Son parcours universitaire était éblouissant. À vingt-quatre ans, il avait déjà reçu le titre de docteur de l’université de Vienne en s’imposant comme chimiste. Séduit par l’image révolutionnaire de l’État soviétique, il adhéra au parti communiste. Pour dissimuler cet engagement politique, il se présentait alors volontiers comme un religieux fervent, d’autant que son authentique intérêt pour la spiritualité ne l’avait jamais empêché de s’attacher avec enthousiasme aux principes marxistes.

Ses études achevées, il fut enrôlé comme « illégal » du Komintern. Ainsi le rencontra-t-on en Roumanie, en Grèce, en Palestine et en Syrie. Ses nombreux titres universitaires allaient dès lors servir de couverture à son activité dominante : l’espionnage.

Au début de l’année 1934, sur ordre du Kremlin, il s’installa à Londres. Ce brillant maître de conférences devint un familier des milieux universitaires les plus prestigieux. Afin de renforcer sa couverture, il suivit parallèlement des cours de troisième cycle en psychologie, tandis que sa femme achevait à Moscou une formation d’opérateur radio. D’ailleurs, elle ne tarda pas à le rejoindre dans la capitale britannique, où le couple assura promptement l’enrôlement de vingt agents et prit contact avec neuf autres.

Une stratégie simple et directe de recrutement fut la clé du succès de Deutsch. Les jeunes progressistes des grandes écoles, notamment à Oxford et à Cambridge, mobilisaient toute son attention. C’était en effet, comme nous l’avons vu, un cadre idéal pour approcher les futurs agents. Cinq jeunes diplômés de Cambridge –Anthony Blunt, Guy Burgess, John Cairncross, Donald MacLean et Kim Philby – formèrent ainsi le groupe le plus célèbre des recrues du Kremlin, qui parvint très vite à infiltrer les plus hautes sphères de l’administration britannique, à entrer au Foreign Office ou dans les services de renseignements.

Pendant la Seconde Guerre mondiale, Moscou les appelait « the Five », mais plus tard, après la sortie du western TheMagnificent Seven (les Sept Mercenaires), les agents soviétiques de Cambridge furent rebaptisés « the magnificent Five ».

Ce succès sans précédent s’explique par le fait que le profil de leur recruteur répondait parfaitement aux attentes des « cinq ». Deutsch était un professionnel de l’espionnage et aucun détail n’échappait à son regard perçant. Il lui arrivait souvent, par exemple, de feindre de quitter un lieu pour s’assurer que sa voiture n’était pas suivie et de rentrer ensuite en empruntant les transports en commun et en changeant plusieurs fois d’itinéraire. Tel un James Bond avant l’heure, il cachait les microfilms de documents secrets dans des brosses à cheveux, des nécessaires de voyage ou des ustensiles domestiques.
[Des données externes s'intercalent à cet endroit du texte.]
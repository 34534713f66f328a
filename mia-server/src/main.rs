//! MIA服务器主程序

mod config;

use clap::Parser;
use mia_core::Result;
use mia_database::{DatabasePool, ImageRepository, MemoryImageRepository, PgImageRepository};
use mia_ingest::UploadSessionManager;
use mia_storage::BlobStorage;
use mia_web::{AppState, WebServer};
use std::net::SocketAddr;
use std::path::PathBuf;
use std::sync::Arc;
use tracing::{error, info, warn};
use tracing_subscriber;

use crate::config::ServerConfig;

/// MIA服务器命令行参数
#[derive(Parser, Debug)]
#[command(name = "mia-server")]
#[command(about = "MIA (Medical Image Archive) 批量摄取服务器")]
struct Args {
    /// 监听主机
    #[arg(long)]
    host: Option<String>,

    /// 服务器端口
    #[arg(short, long)]
    port: Option<u16>,

    /// 影像文件存储目录
    #[arg(short, long)]
    storage_dir: Option<String>,

    /// multipart上传暂存目录
    #[arg(long)]
    spool_dir: Option<String>,

    /// 数据库连接串
    #[arg(short, long)]
    database_url: Option<String>,

    /// 配置文件路径
    #[arg(short, long)]
    config: Option<String>,

    /// 日志级别
    #[arg(short, long, default_value = "info")]
    log_level: String,
}

#[tokio::main]
async fn main() -> Result<()> {
    let args = Args::parse();

    // 初始化日志
    tracing_subscriber::fmt()
        .with_env_filter(args.log_level.as_str())
        .init();

    info!("启动MIA摄取服务器...");

    // 加载配置，命令行参数覆盖配置文件
    let mut config = ServerConfig::load(args.config.as_deref())?;
    if let Some(host) = args.host {
        config.web.host = host;
    }
    if let Some(port) = args.port {
        config.web.port = port;
    }
    if let Some(storage_dir) = args.storage_dir {
        config.storage.root_path = storage_dir;
    }
    if let Some(spool_dir) = args.spool_dir {
        config.storage.spool_path = spool_dir;
    }
    if let Some(database_url) = args.database_url {
        config.database.url = Some(database_url);
    }

    info!("MIA服务器配置:");
    info!("  监听地址: {}:{}", config.web.host, config.web.port);
    info!("  存储目录: {}", config.storage.root_path);
    info!("  暂存目录: {}", config.storage.spool_path);
    info!("  块大小: {}", config.ingest.chunk_size);
    info!("  同步阈值: {}", config.ingest.sync_threshold);

    // 创建存储库：配置了数据库连接串则使用Postgres，否则退化为内存实现
    let repository: Arc<dyn ImageRepository> = match &config.database.url {
        Some(url) => {
            let pool = DatabasePool::connect(url, config.database.max_connections).await?;
            let repo = PgImageRepository::new(pool.pool().clone());
            repo.create_tables().await?;
            info!("数据库已连接并完成表初始化");
            Arc::new(repo)
        }
        None => {
            warn!("未配置数据库连接串，使用内存存储库（重启后数据丢失）");
            Arc::new(MemoryImageRepository::new())
        }
    };

    let storage = Arc::new(BlobStorage::new(&config.storage.root_path));
    let spool_dir = PathBuf::from(&config.storage.spool_path);
    tokio::fs::create_dir_all(&spool_dir).await?;

    let manager = Arc::new(UploadSessionManager::new(
        repository,
        storage,
        config.ingest.clone(),
    ));

    // 定期清理过期的终态会话
    let sweep_store = manager.progress_store();
    let sweep_interval = config.ingest.progress_retention().max(std::time::Duration::from_secs(1));
    tokio::spawn(async move {
        let mut ticker = tokio::time::interval(sweep_interval);
        loop {
            ticker.tick().await;
            let removed = sweep_store.sweep();
            if removed > 0 {
                info!("清理了 {} 个过期会话", removed);
            }
        }
    });

    let addr: SocketAddr = format!("{}:{}", config.web.host, config.web.port)
        .parse()
        .map_err(|e| mia_core::MiaError::Config(format!("无效的监听地址: {}", e)))?;

    let state = AppState {
        manager,
        spool_dir,
    };

    // 启动Web服务器
    let server = WebServer::new(addr, state);
    if let Err(e) = server.run().await {
        error!("服务器启动失败: {}", e);
        return Err(e);
    }

    Ok(())
}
La plupart de ses rapports destinés au Kremlin étaient écrits à l’encre sympathique.

Outre ces questions techniques, l’aspect psychologique revêtait pour Deutsch une importance primordiale. Il savait pertinemment que, pour les « cinq de Cambridge », la dimension sexuelle de leur vie était aussi essentielle que n’importe quelle analyse politique. En rebelles exaltés, ces jeunes Britanniques affichaient ostensiblement leur rejet des mœurs strictes héritées de la tradition victorienne. Burgess et Blunt étaient homosexuels ; MacLean, bisexuel ; Cairncross et Philby, hétérosexuels disons passionnés.

Un demi-siècle plus tard, Philby racontera, avec un lyrisme tout à fait inhabituel pour un agent secret, sa première rencontre avec son recruteur :

« C’était un homme merveilleux. Absolument merveilleux. La première chose qu’on remarquait chez lui, c’était ses yeux. Il vous regardait comme s’il n’y avait rien de plus important au monde que d’être là avec vous et de vous parler… »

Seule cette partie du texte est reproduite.